Unfortunately, the source code for SINaTRA is not available. However we were able to assess how our algorithm performed compared to SINaTRA, by testing it on the historical yeast SSL data from BioGrid 3.2.104 that had been used in the development of the SINaTRA algorithm. SINaTRA reports impressive AUC ROC values of 0.92 for in-species S. cerevisiae SSL predictions, 0.93 for in-species S. pombe SSL predictions, 0.86 for S. cerevisiae to S. pombe cross species validation and 0.74 for S. pombe to S. cerevisiae cross species validation. We obtained similar results using cross validation (as reported by SINaTRA) with AUC ROC values of 0.98 for in-species S. cerevisiae SSL predictions, 0.98 for in-species S. pombe SSL predictions, 0.88 for S. cerevisiae to S. pombe cross species validation and 0.77 for S. pombe to S. cerevisiae cross species validation (see S8 Table).
Next, we re-implemented SINaTRA by running SLant with a close approximation of the features that SINaTRA used originally but using the current STRING PPI network and current SSL data for training (see S9 and S10 Tables). We found that SLant outperformed SINaTRA in all tests apart from the S. pombe to S. cerevisiae cross species validation (AUC ROC 0.607 versus 0.609). In particular SLant considerably outperforms SINaTRA using models generated using the pair-wise non-bias segregated training sets. This supports our theory that the additional pairwise features incorporated into SLant leads to a generalisation of the models.
Finally we analysed the 2518 predicted human SSL pairs, with a SINaTRA score of over 0.90, that were published in the original paper. Of these, none of these predictions have subsequently been reported in BioGRID, either as SSLs or as negative genetic interactions. However, the number of reported SSLs for humans is still rather low. Encouragingly, 55% of the SINaTRA high confidence SSL predictions were also predicted to be SSLs by SLant.
We employed the full cross-species consensus model to predict SSL and SDL gene pairs in all of our species. All pairs that did not achieved a consensus score of over 0.75 were removed from our final prediction list. All predictions are available in the Slorth database http://slorth.biochem.sussex.ac.uk.
The graphical visualizations of the SSL predictions and the experimentally derived SSL interactions from our training data (S4A Fig) shows that the SSL network becomes much denser around the genes represented in the initial training data from BioGRID. This suggests that genes already implicated in an SSL pairs may share more SSL interactions than currently experimentally identified.

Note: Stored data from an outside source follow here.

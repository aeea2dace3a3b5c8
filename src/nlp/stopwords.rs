//! Stopword filtering
//!
//! The default filter is a fixed list of common English function words shared
//! by both tokenizers, so switching tokenizer never changes which words count
//! as content. Full per-language lists come from the `stop-words` crate.

use rustc_hash::FxHashSet;
use stop_words::{get, LANGUAGE};

/// Common English function words
pub const ENGLISH_STOPWORDS: &[&str] = &[
    "a", "about", "above", "after", "again", "against", "all", "also", "an", "and", "any",
    "are", "because", "been", "before", "being", "below", "between", "both", "but", "by",
    "can", "could", "did", "does", "doing", "during", "each", "for", "from", "further", "had",
    "has", "have", "here", "how", "into", "its", "itself", "just", "more", "most", "much",
    "only", "other", "ought", "over", "same", "should", "some", "such", "than", "that", "the",
    "their", "them", "then", "there", "these", "they", "this", "those", "through", "under",
    "until", "very", "was", "were", "what", "when", "where", "which", "while", "will", "with",
    "would", "your",
];

/// A filter for removing stopwords from text
#[derive(Debug, Clone)]
pub struct StopwordFilter {
    /// Set of stopwords (lowercase)
    stopwords: FxHashSet<String>,
}

impl Default for StopwordFilter {
    fn default() -> Self {
        Self::english()
    }
}

impl StopwordFilter {
    /// The built-in English list
    pub fn english() -> Self {
        Self::from_list(ENGLISH_STOPWORDS)
    }

    /// Create a filter from the full `stop-words` list for a language
    ///
    /// Supported languages: en, de, fr, es, it, pt, nl, ru. Unknown codes
    /// fall back to English.
    pub fn new(language: &str) -> Self {
        Self {
            stopwords: Self::load_stopwords(language),
        }
    }

    /// Built-in list when `language` is `None`, otherwise the language list,
    /// extended with `extra` words either way
    pub fn from_config(language: Option<&str>, extra: &[String]) -> Self {
        let mut filter = match language {
            Some(lang) => Self::new(lang),
            None => Self::english(),
        };
        for word in extra {
            filter.stopwords.insert(word.to_lowercase());
        }
        filter
    }

    /// Create an empty stopword filter (no filtering)
    pub fn empty() -> Self {
        Self {
            stopwords: FxHashSet::default(),
        }
    }

    /// Create a stopword filter from a custom list
    pub fn from_list(words: &[&str]) -> Self {
        Self {
            stopwords: words.iter().map(|w| w.to_lowercase()).collect(),
        }
    }

    /// Add additional stopwords to the filter
    pub fn add_stopwords(&mut self, words: &[&str]) {
        for word in words {
            self.stopwords.insert(word.to_lowercase());
        }
    }

    /// Remove stopwords from the filter
    pub fn remove_stopwords(&mut self, words: &[&str]) {
        for word in words {
            self.stopwords.remove(&word.to_lowercase());
        }
    }

    /// Check if a word is a stopword (case-insensitive)
    pub fn is_stopword(&self, word: &str) -> bool {
        if word.chars().any(char::is_uppercase) {
            self.stopwords.contains(&word.to_lowercase())
        } else {
            self.stopwords.contains(word)
        }
    }

    /// Get the number of stopwords in the filter
    pub fn len(&self) -> usize {
        self.stopwords.len()
    }

    /// Check if the filter is empty
    pub fn is_empty(&self) -> bool {
        self.stopwords.is_empty()
    }

    /// Sorted copy of the list for a language, or the built-in list for `None`
    pub fn built_in_list(language: Option<&str>) -> Vec<String> {
        let filter = Self::from_config(language, &[]);
        let mut words: Vec<String> = filter.stopwords.into_iter().collect();
        words.sort();
        words
    }

    fn load_stopwords(language: &str) -> FxHashSet<String> {
        let lang = match language.to_lowercase().as_str() {
            "de" | "german" => LANGUAGE::German,
            "fr" | "french" => LANGUAGE::French,
            "es" | "spanish" => LANGUAGE::Spanish,
            "it" | "italian" => LANGUAGE::Italian,
            "pt" | "portuguese" => LANGUAGE::Portuguese,
            "nl" | "dutch" => LANGUAGE::Dutch,
            "ru" | "russian" => LANGUAGE::Russian,
            _ => LANGUAGE::English,
        };

        get(lang).iter().map(|s| s.to_string()).collect()
    }
}

#[cfg(test)]
mod tests {
    use super::*;

    #[test]
    fn test_builtin_english() {
        let filter = StopwordFilter::english();

        assert!(filter.is_stopword("the"));
        assert!(filter.is_stopword("The"));
        assert!(filter.is_stopword("which"));
        assert!(!filter.is_stopword("machine"));
        assert!(!filter.is_stopword("learning"));
        assert!(filter.len() >= 60);
    }

    #[test]
    fn test_language_list() {
        let filter = StopwordFilter::new("en");
        assert!(filter.is_stopword("the"));
        assert!(!filter.is_stopword("network"));

        let german = StopwordFilter::new("de");
        assert!(german.is_stopword("und"));
    }

    #[test]
    fn test_custom_stopwords() {
        let mut filter = StopwordFilter::from_list(&["custom", "words"]);

        assert!(filter.is_stopword("custom"));
        assert!(!filter.is_stopword("the"));

        filter.add_stopwords(&["extra"]);
        assert!(filter.is_stopword("extra"));

        filter.remove_stopwords(&["custom"]);
        assert!(!filter.is_stopword("custom"));
    }

    #[test]
    fn test_from_config_extends() {
        let filter = StopwordFilter::from_config(None, &["Lecture".to_string()]);
        assert!(filter.is_stopword("lecture"));
        assert!(filter.is_stopword("the"));
    }

    #[test]
    fn test_empty_filter() {
        let filter = StopwordFilter::empty();
        assert!(!filter.is_stopword("the"));
        assert!(filter.is_empty());
    }

    #[test]
    fn test_built_in_list_sorted() {
        let words = StopwordFilter::built_in_list(None);
        let mut sorted = words.clone();
        sorted.sort();
        assert_eq!(words, sorted);
        assert!(words.contains(&"because".to_string()));
    }
}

Predicting and validating SSL gene pairs associated with cancer
Using the models and classifiers described above we have identified and validated previously unpublished human SSLs that could be exploited therapeutically in the treatment of cancer. To identify potential therapeutic targets using our consensus method, we identified all the SSL gene pairs in H. sapiens where one of the genes had been identified as a tumour suppressor by the cancer gene census  (S4B Fig, appendix Table 4) and the other was a target of a drug approved for human use.
We found an enrichment in highly scoring SSL pairs containing the tumour suppressors VHL and PTEN. SSL pairs with the highest consensus scores included SREBF1, a transcription factor that binds to sterol regulatory element-1 and VHL (confidence score 0.810) and PTEN and SFN, a gene associated with breast cancer (confidence score 0.808). Other novel, highly scoring gene pair predictions that included cancer associated genes included PARP1 with PBRM1, BRCA2, ARID1A and APC as well as PIK3CA with MAP2K1, ABL1 and EGFR.
Validation on a handful of these predicted pairs providing some evidence that PBRM1 / PARP1 and PBRM1 / ABL1 share previously undescribed SSL interactions. We also see some evidence that PBRM1 / POLA1 share a synthetic rescue interaction.
Experimental validation of predictions
A set of predicted gene pairs, where one of the genes identified was PBRM1, was selected for experimental validation. The PBRM1 gene codes for the tumour suppressor BAF180 a protein that plays a key role in both chromatin remodelling and gene transcription. It is frequently mutated in a subset of cancers including Clear Cell Papillary Renal Cell Carcinoma and Clear Cell Renal Cell Carcinoma  We chose gene pairs where the second gene codes for a protein which has published inhibitors. These included; PARP1, ERBB2, RAF1, POLA1, JAK2, ABL1, GSK3B (S5 Table). Inhibitors were chosen and procured via Sellekchem (https://pubchem.ncbi.nlm.nih.gov/source/Selleck%20Chemicals).
Clonogenic survival assays  were prepared for a control group and a BAF180 knockout group from the U2OS cell line. Both cell groups were treated with a range of drug concentrations based on previous literature for each. The resulting cell colonies were stained and counted after 14 days of incubation.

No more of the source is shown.